Hacker Makin Pintar, Perusahaan di Indonesia Disarankan Selalu Update Teknologi dan Sistem Keamanan
Berkaca dari kasus dugaan bocornya data pengguna BPJS Kesehatan, sebuah perusahaan jangan anggap sepele sistem keamanan siber. Para hacker pasti akan terus berpikir beragam cara untuk bisa menembus sistem keamanannya. Rangkaian standar operasional prosedur (SOP) yang menjadi tahapan ISO akan dipelajari seorang hacker.
Sehingga, dari tahapan itu, akan ditemukan celah sistem keamanan perusahaan yang bisa disusupi. “Hacker itu juga pintar. Mereka akan mengamati setiap SOP dari sebuah ISO. Makanya, kalau perusahaan sudah mendapatkan sertifikat ISO itu jangan dilepas begitu saja." "Artinya begini, kadang kadang sudah dapat sertifikat terus awareness terhadap securitynya hanya berdasarkan sertifikat itu saja. Tidak dilakukan pemutakhiran teknologi dan SOP. Nah ini yang berbahaya,” ujar Ketua Bidang Koordinasi dan Pengembangan Wilayah Asosiasi Penyelenggara Jasa Internet Indonesia (APJII), Zulfadly Syam dalam pernyataannya, Jumat (11/6/2021) malam.
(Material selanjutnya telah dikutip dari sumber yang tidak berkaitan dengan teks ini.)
//! The runnable artefact produced by [`crate::grounding::ground`]: operators
//! and facts after integer-encoding, plus the initial state and goal.
//!
//! Every fact is assigned a dense id in `[0, |facts|)`, in the order it first
//! appears in the *sorted* fact universe, so that two grounding runs on
//! identical input produce identical fact-id assignments. Each operator's
//! fact sets become sorted integer arrays and a [`bit_set::BitSet`]
//! precondition mask. States carry both the bitset and a commutative,
//! order-independent XOR rolling hash over per-fact random 64-bit tags, so
//! that applying an operator updates the hash by XORing only the tags of
//! facts that actually flip rather than recomputing it from scratch.

use crate::grounding::{Fact, Operator};
use crate::parsed_types::Name;
use bit_set::BitSet;
use rand::Rng;
use std::collections::HashSet;

/// One ground operator after integer-encoding.
#[derive(Debug, Clone)]
pub struct EncodedOperator {
    name: String,
    pre: Vec<usize>,
    add: Vec<usize>,
    del: Vec<usize>,
    pre_mask: BitSet,
}

impl EncodedOperator {
    pub fn name(&self) -> &str {
        &self.name
    }

    pub fn pre(&self) -> &[usize] {
        &self.pre
    }

    pub fn add(&self) -> &[usize] {
        &self.add
    }

    pub fn del(&self) -> &[usize] {
        &self.del
    }
}

/// A search state: the set of true fact ids plus its rolling content hash.
#[derive(Debug, Clone)]
pub struct State {
    bits: BitSet,
    hash: u64,
}

impl State {
    pub fn hash(&self) -> u64 {
        self.hash
    }

    pub fn contains(&self, fact_id: usize) -> bool {
        self.bits.contains(fact_id)
    }

    pub fn fact_ids(&self) -> impl Iterator<Item = usize> + '_ {
        self.bits.iter()
    }
}

impl PartialEq for State {
    fn eq(&self, other: &Self) -> bool {
        self.bits == other.bits
    }
}
impl Eq for State {}

/// The fully encoded, immutable planning task: operators, the fact universe
/// (kept for naming/debug), the initial state, and the goal.
#[derive(Debug)]
pub struct Task {
    name: Name,
    facts: Vec<Fact>,
    operators: Vec<EncodedOperator>,
    initial_state: State,
    goal_mask: BitSet,
    fact_tags: Vec<u64>,
}

impl Task {
    /// Integer-encodes a grounded problem: dense fact ids in sorted order,
    /// operators rewritten as sorted integer arrays + bitset masks, and the
    /// initial state/goal as bitsets with freshly tagged rolling hashes.
    pub fn encode(
        name: Name,
        fact_universe: HashSet<Fact>,
        init: HashSet<Fact>,
        goal: HashSet<Fact>,
        operators: Vec<Operator>,
    ) -> Self {
        let mut facts: Vec<Fact> = fact_universe.into_iter().collect();
        facts.sort();

        let fact_id: std::collections::HashMap<&Fact, usize> =
            facts.iter().enumerate().map(|(id, f)| (f, id)).collect();

        let mut rng = rand::thread_rng();
        let fact_tags: Vec<u64> = (0..facts.len()).map(|_| rng.gen()).collect();

        let encode_set = |set: &HashSet<Fact>| -> Vec<usize> {
            let mut ids: Vec<usize> = set.iter().filter_map(|f| fact_id.get(f).copied()).collect();
            ids.sort_unstable();
            ids
        };

        let encoded_operators = operators
            .into_iter()
            .map(|op| {
                let pre = encode_set(op.pre());
                let add = encode_set(op.add());
                let del = encode_set(op.del());
                let mut pre_mask = BitSet::new();
                for &id in &pre {
                    pre_mask.insert(id);
                }
                EncodedOperator {
                    name: op.name().to_string(),
                    pre,
                    add,
                    del,
                    pre_mask,
                }
            })
            .collect();

        let to_state = |set: &HashSet<Fact>| -> State {
            let mut bits = BitSet::new();
            let mut hash = 0u64;
            for id in encode_set(set) {
                bits.insert(id);
                hash ^= fact_tags[id];
            }
            State { bits, hash }
        };

        let initial_state = to_state(&init);
        let goal_mask = {
            let mut mask = BitSet::new();
            for id in encode_set(&goal) {
                mask.insert(id);
            }
            mask
        };

        Self {
            name,
            facts,
            operators: encoded_operators,
            initial_state,
            goal_mask,
            fact_tags,
        }
    }

    pub fn name(&self) -> &Name {
        &self.name
    }

    pub fn facts(&self) -> &[Fact] {
        &self.facts
    }

    pub fn fact(&self, id: usize) -> &Fact {
        &self.facts[id]
    }

    pub fn operators(&self) -> &[EncodedOperator] {
        &self.operators
    }

    pub fn operator_names(&self) -> Vec<String> {
        self.operators.iter().map(|op| op.name().to_string()).collect()
    }

    pub fn initial_state(&self) -> &State {
        &self.initial_state
    }

    pub fn goal_fact_ids(&self) -> impl Iterator<Item = usize> + '_ {
        self.goal_mask.iter()
    }

    /// `applicable(op, state)`: `(state & op.pre_mask) == op.pre_mask`.
    pub fn applicable(&self, op: &EncodedOperator, state: &State) -> bool {
        op.pre_mask.is_subset(&state.bits)
    }

    /// `apply(op, state)`: `(state ∪ add(op)) \ del(op)`, with the hash
    /// updated by XORing only the tags of facts whose membership actually
    /// flips.
    pub fn apply(&self, op: &EncodedOperator, state: &State) -> State {
        let mut bits = state.bits.clone();
        let mut hash = state.hash;
        for &f in &op.add {
            if bits.insert(f) {
                hash ^= self.fact_tags[f];
            }
        }
        for &f in &op.del {
            if bits.remove(f) {
                hash ^= self.fact_tags[f];
            }
        }
        State { bits, hash }
    }

    /// For every applicable operator, returns `(operator_name, successor)`.
    pub fn get_successor_states(&self, state: &State) -> Vec<(&str, State)> {
        self.operators
            .iter()
            .filter(|op| self.applicable(op, state))
            .map(|op| (op.name(), self.apply(op, state)))
            .collect()
    }

    /// `goal_reached(state)`: `(state & goal_mask) == goal_mask`.
    pub fn goal_reached(&self, state: &State) -> bool {
        self.goal_mask.is_subset(&state.bits)
    }
}

#[cfg(test)]
mod tests {
    use super::*;

    fn fact(s: &str) -> Fact {
        Fact::new(s, std::iter::empty())
    }

    fn one_op_task() -> Task {
        let universe = HashSet::from([fact("a"), fact("b")]);
        let init = HashSet::from([fact("a")]);
        let goal = HashSet::from([fact("b")]);
        let op = Operator::new(
            "(flip)".to_string(),
            HashSet::from([fact("a")]),
            HashSet::from([fact("b")]),
            HashSet::from([fact("a")]),
        );
        Task::encode(Name::new("test"), universe, init, goal, vec![op])
    }

    #[test]
    fn applicable_and_apply_reach_goal() {
        let task = one_op_task();
        let op = &task.operators()[0];
        assert!(task.applicable(op, task.initial_state()));
        let next = task.apply(op, task.initial_state());
        assert!(task.goal_reached(&next));
    }

    #[test]
    fn equal_states_hash_equal() {
        let task = one_op_task();
        let op = &task.operators()[0];
        let a = task.apply(op, task.initial_state());
        let b = task.apply(op, task.initial_state());
        assert_eq!(a.hash(), b.hash());
        assert_eq!(a, b);
    }
}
Saat ini patokan standar perusahaan dalam menjaga sistem keamanannya adalah dengan mendapatkan sertifikasi ISO 27001. ISO 27001 merupakan standar Internasional dalam menerapkan sistem manajemen keamanan informasi atau Information Security Management Systems (ISMS). Zulfadly Syam, mengatakan sebagai prosedur keamanan sistem informasi, ISO 27001 sudah terbukti bagus dan telah diterapkan oleh banyak perusahaan. Hanya saja, tidak sedikit perusahaan yang lalai untuk melakukan pemutakhiran sistem keamanannya.
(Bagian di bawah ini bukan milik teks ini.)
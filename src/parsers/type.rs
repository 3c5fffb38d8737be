//! Provides parsers for types.

use crate::parsed_types::Type;
use crate::parsers::{parse_primitive_type, prefix_expr, space_separated_list1};
use crate::parsers::{ParseResult, Span};
use nom::branch::alt;
use nom::combinator::map;

/// Parses a type, i.e. `<primitive-type> | (either <primitive-type>+)`.
///
/// ## Example
/// ```
/// # use lazylifted::parsers::{parse_type, preamble::*};
/// # use lazylifted::parsed_types::*;
/// assert!(parse_type(Span::new("object")).is_value(Type::Exactly(PrimitiveType::from("object"))));
/// assert!(parse_type(Span::new("(either state country)")).is_value(
///     Type::EitherOf(vec![PrimitiveType::from("state"), PrimitiveType::from("country")])
/// ));
/// ```
pub fn parse_type<'a, T: Into<Span<'a>>>(input: T) -> ParseResult<'a, Type> {
    let either = map(
        prefix_expr("either", space_separated_list1(parse_primitive_type)),
        Type::EitherOf,
    );
    let exactly = map(parse_primitive_type, Type::Exactly);

    alt((either, exactly))(input.into())
}

impl crate::parsers::Parser for Type {
    type Item = Type;

    /// See [`parse_type`].
    fn parse<'a, S: Into<Span<'a>>>(input: S) -> ParseResult<'a, Self::Item> {
        parse_type(input)
    }
}
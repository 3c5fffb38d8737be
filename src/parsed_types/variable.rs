//! Contains variables.

use crate::parsed_types::{Name, PrimitiveType, ToTyped, Type, Typed};
use std::ops::Deref;

/// A variable name.
#[derive(Debug, Clone, Eq, PartialEq, Hash, Default)]
pub struct Variable(Name);

impl Variable {
    #[inline(always)]
    pub const fn new(name: Name) -> Self {
        Self(name)
    }

    #[inline(always)]
    pub fn from_str(name: &str) -> Self {
        Self(Name::new(name))
    }

    #[inline(always)]
    pub const fn from_static(name: &'static str) -> Self {
        Self(Name::new_static(name))
    }

    #[inline(always)]
    pub const fn from_name(name: Name) -> Self {
        Self(name)
    }

    #[inline(always)]
    pub fn name(&self) -> &Name {
        &self.0
    }
}

impl ToTyped<Variable> for Variable {
    fn to_typed<I: Into<Type>>(self, r#type: I) -> Typed<Variable> {
        Typed::new(self, r#type.into())
    }
    fn to_typed_either<I: IntoIterator<Item = P>, P: Into<PrimitiveType>>(
        self,
        types: I,
    ) -> Typed<Variable> {
        Typed::new(self, Type::from_iter(types))
    }
}

impl<'a, T> From<T> for Variable
where
    T: Into<Name>,
{
    #[inline(always)]
    fn from(value: T) -> Self {
        Variable::new(value.into())
    }
}

impl AsRef<Name> for Variable {
    #[inline(always)]
    fn as_ref(&self) -> &Name {
        &self.0
    }
}

impl AsRef<str> for Variable {
    #[inline(always)]
    fn as_ref(&self) -> &str {
        self.0.as_ref()
    }
}

impl Deref for Variable {
    type Target = Name;

    #[inline(always)]
    fn deref(&self) -> &Self::Target {
        &self.0
    }
}
//! The AST types returned by the [`crate::parsers`] module: plain data
//! describing a domain and a problem instance, with no dependency on the
//! parser or the search engine.

mod action_definition;
mod action_name;
mod atom;
mod constants;
mod domain;
mod iterators;
mod name;
mod objects;
mod predicate_definition;
mod predicate_name;
mod problem;
mod prop_effect;
mod requirement;
mod term;
mod r#type;
mod typed;
mod typed_list;
mod types;
mod variable;

pub use action_definition::ActionDefinition;
pub use action_name::ActionName;
pub use atom::Atom;
pub use constants::Constants;
pub use domain::Domain;
pub use name::Name;
pub use objects::Objects;
pub use predicate_definition::PredicateDefinition;
pub use predicate_name::PredicateName;
pub use problem::Problem;
pub use prop_effect::PropEffect;
pub use r#type::{PrimitiveType, Type, TYPE_OBJECT};
pub use requirement::{Requirement, Requirements};
pub use term::Term;
pub use typed::{ToTyped, Typed};
pub use typed_list::{TypedList, TypedNames, TypedVariables};
pub use types::Types;
pub use variable::Variable;
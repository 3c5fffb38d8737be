//! A*: a priority queue ordered by `f = g + h`, tie-broken by larger `h`
//! (prefer deeper estimates) then by insertion order, with a g-cache used to
//! lazily discard stale duplicate queue entries rather than decrease-key
//! them in place.

use super::SearchResult;
use crate::search::heuristics::Heuristic;
use crate::search::search_space::{extract_plan, SearchNode};
use crate::task::Task;
use ordered_float::OrderedFloat;
use priority_queue::PriorityQueue;
use std::cmp::Reverse;
use std::collections::HashMap;

/// `(Reverse(f), h, Reverse(sequence))`, ordered so that the greatest
/// priority (what [`PriorityQueue::pop`] returns) is the smallest `f`,
/// ties broken by the largest `h`, then by the smallest (earliest)
/// insertion sequence.
type Priority = (Reverse<OrderedFloat<f64>>, OrderedFloat<f64>, Reverse<usize>);

fn priority(g: usize, h: f64, sequence: usize) -> Priority {
    let f = g as f64 + h;
    (Reverse(OrderedFloat(f)), OrderedFloat(h), Reverse(sequence))
}

pub fn astar(task: &Task, heuristic: &dyn Heuristic) -> SearchResult {
    let mut nodes = vec![SearchNode::root(task.initial_state().clone())];
    let h0 = heuristic.calculate_h(&mut nodes, 0, task);

    let mut state_cost: HashMap<u64, usize> = HashMap::new();
    state_cost.insert(nodes[0].hash_value(), 0);

    let mut sequence = 0usize;
    let mut queue = PriorityQueue::new();
    queue.push(0usize, priority(0, h0, sequence));
    sequence += 1;

    while let Some((node_idx, _)) = queue.pop() {
        // Stale check: this queue entry is an obsolete duplicate if a
        // cheaper path to the same state has since been found.
        if state_cost.get(&nodes[node_idx].hash_value()) != Some(&nodes[node_idx].g()) {
            continue;
        }

        if task.goal_reached(nodes[node_idx].state()) {
            return SearchResult::Success(extract_plan(&nodes, node_idx));
        }

        let g = nodes[node_idx].g();
        let state = nodes[node_idx].state().clone();
        for (name, successor) in task.get_successor_states(&state) {
            let succ_hash = successor.hash();
            nodes.push(SearchNode::child(node_idx, g, name.to_string(), successor));
            let child_idx = nodes.len() - 1;
            // Evaluated after the child is appended, so the heuristic can
            // read its parent's `unreached` set via `parent_id`.
            let h = heuristic.calculate_h(&mut nodes, child_idx, task);
            let child_g = nodes[child_idx].g();

            let is_improvement = match state_cost.get(&succ_hash) {
                None => true,
                Some(&best) => child_g < best,
            };
            if is_improvement {
                state_cost.insert(succ_hash, child_g);
                queue.push(child_idx, priority(child_g, h, sequence));
                sequence += 1;
            }
        }
    }

    SearchResult::NoSolution
}

#[cfg(test)]
mod tests {
    use super::*;
    use crate::grounding::{Fact, Operator};
    use crate::parsed_types::Name;
    use crate::search::heuristics::{BlindHeuristic, LandmarkHeuristic};
    use std::collections::HashSet as Set;

    fn fact(s: &str) -> Fact {
        Fact::new(s, std::iter::empty())
    }

    fn chain_task() -> Task {
        let universe = Set::from([fact("a"), fact("b"), fact("c")]);
        let init = Set::from([fact("a")]);
        let goal = Set::from([fact("c")]);
        let step1 = Operator::new(
            "(a-to-b)".to_string(),
            Set::from([fact("a")]),
            Set::from([fact("b")]),
            Set::new(),
        );
        let step2 = Operator::new(
            "(b-to-c)".to_string(),
            Set::from([fact("b")]),
            Set::from([fact("c")]),
            Set::new(),
        );
        Task::encode(Name::new("chain"), universe, init, goal, vec![step1, step2])
    }

    #[test]
    fn blind_heuristic_behaves_like_bfs_on_unit_costs() {
        let task = chain_task();
        match astar(&task, &BlindHeuristic) {
            SearchResult::Success(plan) => {
                assert_eq!(plan, vec!["(a-to-b)".to_string(), "(b-to-c)".to_string()])
            }
            SearchResult::NoSolution => panic!("expected a plan"),
        }
    }

    #[test]
    fn landmark_heuristic_finds_same_length_plan_as_blind() {
        let task = chain_task();
        let landmark = LandmarkHeuristic::new(&task);
        match astar(&task, &landmark) {
            SearchResult::Success(plan) => assert_eq!(plan.len(), 2),
            SearchResult::NoSolution => panic!("expected a plan"),
        }
    }

    #[test]
    fn unsolvable_task_returns_no_solution() {
        let universe = Set::from([fact("a"), fact("unreachable")]);
        let init = Set::from([fact("a")]);
        let goal = Set::from([fact("unreachable")]);
        let task = Task::encode(Name::new("t"), universe, init, goal, Vec::<Operator>::new());
        assert_eq!(astar(&task, &BlindHeuristic), SearchResult::NoSolution);
    }
}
“Perusahaan yang sudah memiliki sertifikat ISO di dalam sistem keamanannya, sebetulnya mereka sudah paham. Hanya bagaimana mereka merawat sistemnya itu. Kalau tidak dilakukan upgrade sistem security nya, berpeluang juga untuk bisa diretas,” ujar Zul. Perlu diketahui, lembaga sertifikasi internasional, British Standard Institution (BSI) mencatat hanya 179 perusahaan di Indonesia yang mendapatkan ISO 27001 pada tahun 2017. Jumlah tersebut hanya 1 persen dari total 39 ribu sertifikat yang diterbitkan secara global. Sementara, berdasarkan riset Business Software Alliance (BSA) tahun 2020 menyebutkan sebanyak 83 persen perusahaan di Indonesia rentan dibobol hacker.
Meski begitu, Zul mengatakan kejadian bobolnya sistem keamanan perusahaan, tidak semata mata ulah peretas. Justru, prosentase paling besar terjadi karena keteledoran orang dalam perusahaan. "Banyak faktor yang memengaruhi kelalaian itu, salah satunya situasi di tempat bekerja," katanya.